Vinci en 2020, TotalEnergies en 2022 et d’autres ont refusé d’inscrire les résolutions des actionnaires à l’ordre du jour de leur assemblée générale [1].

Aujourd’hui, il serait pertinent de savoir si l’assemblée générale des actionnaires peut s’immiscer - en proposant des résolutions climatiques - dans le pouvoir de gestion du conseil d’administration.

La règle de spécialisation posée par l’arrêt Motte réservait les prérogatives de décisions au conseil d’administration.

Se mêlent ainsi l’activisme actionnarial et la gouvernance des entreprises, au travers des questions de durabilité et d’impact environnemental.

Dès 2019, la Loi Pacte avec les activités RSE [2] a, pourrait-on penser, permis l’immixtion des questions environnementales et des enjeux climatiques au sein des sociétés cotées.

Cette responsabilisation des actionnaires est aussi la résultante de la directive du 17 mai 2017, ayant nettement contribué à la transparence et à la participation des actionnaires dans la gouvernance des entreprises au travers du droit de vote, de l’accès à l’information et de la transparence des transactions.

Les résolutions climatiques ont aujourd’hui trouvé un autre nom, une sorte de bannière : le “Say on Climate”.

Le “Say on Climate” [3] pourrait ainsi être défini comme une résolution concernant la stratégie climatique, soumise au vote de ses actionnaires par une entreprise lors de son assemblée générale.
Pour l’heure, un vote négatif des actionnaires n’aurait aucune conséquence sur les décisions et stratégies désapprouvées.

Pourtant, en 2021, pas moins d’une quinzaine d’entreprises en Europe ont déposé des résolutions “Say on Climate”, renforçant ainsi les discussions entre toutes les parties prenantes.

Au contraire, le débat français - timidement ouvert à l’Assemblée Nationale - s’est vite refermé début octobre. Les députés s’étant accordés pour retirer l’amendement qui aurait généralisé le mécanisme.

Seul “secours” restant, l’Autorité des Marchés Financiers et sa Présidente pour donner gain de cause aux actionnaires dont on aurait refusé d’étudier les résolutions climatiques. Cela serait pour le moins historique mais irait dans le sens de l’histoire.

Si les nombreuses directives et règlements européen influent sur l’engagement vert des sociétés au travers de Taxonomie ou de CSRD, le droit des sociétés et le régulateur financier auront à se prononcer sur la mutation de la répartition des pouvoirs de décision dans les entreprises.

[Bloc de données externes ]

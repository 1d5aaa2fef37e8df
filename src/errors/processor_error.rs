//! Error taxonomy for the call event processor.
//!
//! Every failure that can occur while handling a batch maps onto one of the
//! variants below. Per-record and per-mutation failures are collected into the
//! batch output instead of aborting sibling work; state store failures flip the
//! stale-state indicator but never fail the batch.

use thiserror::Error;

/// Result type for processor operations
pub type ProcessorResult<T> = Result<T, ProcessorError>;

/// Errors raised by the normalizer, enrichment adapter, state store,
/// aggregator, mutation gateway and batch orchestrator.
#[derive(Debug, Clone, Error)]
pub enum ProcessorError {
    // ─────────────────────────────────────────────────────────────────────────────
    // Ingestion Errors
    // ─────────────────────────────────────────────────────────────────────────────
    /// Raw record could not be decoded (bad base64, bad UTF-8, bad JSON)
    #[error("Failed to decode record: {0}")]
    RecordDecode(String),

    /// Event matched a known shape but is missing a required field
    #[error("Malformed event: {0}")]
    MalformedEvent(String),

    // ─────────────────────────────────────────────────────────────────────────────
    // Mutation Errors
    // ─────────────────────────────────────────────────────────────────────────────
    /// Network or server error calling the mutation gateway; retried with backoff
    #[error("Transient mutation error: {0}")]
    TransientMutation(String),

    /// Mutation was rejected by the gateway (GraphQL error payload); not retried
    #[error("Mutation '{mutation}' rejected: {message}")]
    MutationRejected { mutation: String, message: String },

    /// Conflict classified as ignorable by the caller (e.g. duplicate create)
    #[error("Ignorable conflict: {0}")]
    IgnorableConflict(String),

    // ─────────────────────────────────────────────────────────────────────────────
    // Collaborator Errors
    // ─────────────────────────────────────────────────────────────────────────────
    /// Restoring or persisting durable state failed
    #[error("State store error: {0}")]
    StateStore(String),

    /// Sentiment detection failed
    #[error("Sentiment scorer error: {0}")]
    Scorer(String),

    /// Agent assist dispatch failed
    #[error("Agent assist error: {0}")]
    AgentAssist(String),

    // ─────────────────────────────────────────────────────────────────────────────
    // Setup Errors
    // ─────────────────────────────────────────────────────────────────────────────
    /// Invalid or unusable configuration
    #[error("Configuration error: {0}")]
    Configuration(String),

    /// JSON (de)serialization failed
    #[error("Serialization error: {0}")]
    Serialization(String),
}

impl ProcessorError {
    /// Whether the mutation gateway should retry after this error.
    pub fn is_retryable(&self) -> bool {
        matches!(self, ProcessorError::TransientMutation(_))
    }

    /// Short machine-readable kind, used in the batch `errors` list.
    pub fn kind(&self) -> &'static str {
        match self {
            ProcessorError::RecordDecode(_) => "RecordDecodeError",
            ProcessorError::MalformedEvent(_) => "MalformedEventError",
            ProcessorError::TransientMutation(_) => "TransientMutationError",
            ProcessorError::MutationRejected { .. } => "MutationRejectedError",
            ProcessorError::IgnorableConflict(_) => "IgnorableConflictError",
            ProcessorError::StateStore(_) => "StateStoreError",
            ProcessorError::Scorer(_) => "ScorerError",
            ProcessorError::AgentAssist(_) => "AgentAssistError",
            ProcessorError::Configuration(_) => "ConfigurationError",
            ProcessorError::Serialization(_) => "SerializationError",
        }
    }
}

impl From<serde_json::Error> for ProcessorError {
    fn from(err: serde_json::Error) -> Self {
        ProcessorError::Serialization(err.to_string())
    }
}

I. Les résolutions climatiques des actionnaires : ménager le conseil et combler l’assemblée.

L’époque veut que l’immixtion tant souhaitée par les collectifs d’actionnaires s’oriente vers les débats ESG [4].

Il faut reconnaître que l’activisme des associations, notamment sur le devoir de vigilance, penche en faveur des actionnaires.

A l’heure des assignations en justice contre les géants financiers (BNP) et pétroliers (Totalenergies), les multinationales ont besoin de toutes les bonnes volontés pour faire évoluer leurs pratiques environnementales.

Aucun secteur n’est d’ailleurs « épargné ». Tous doivent s’aligner face à l’urgence climatique et la poussée d’indépendance des actionnaires.

Cette question a levé le voile sur les revendications des actionnaires, longtemps passées sous silence.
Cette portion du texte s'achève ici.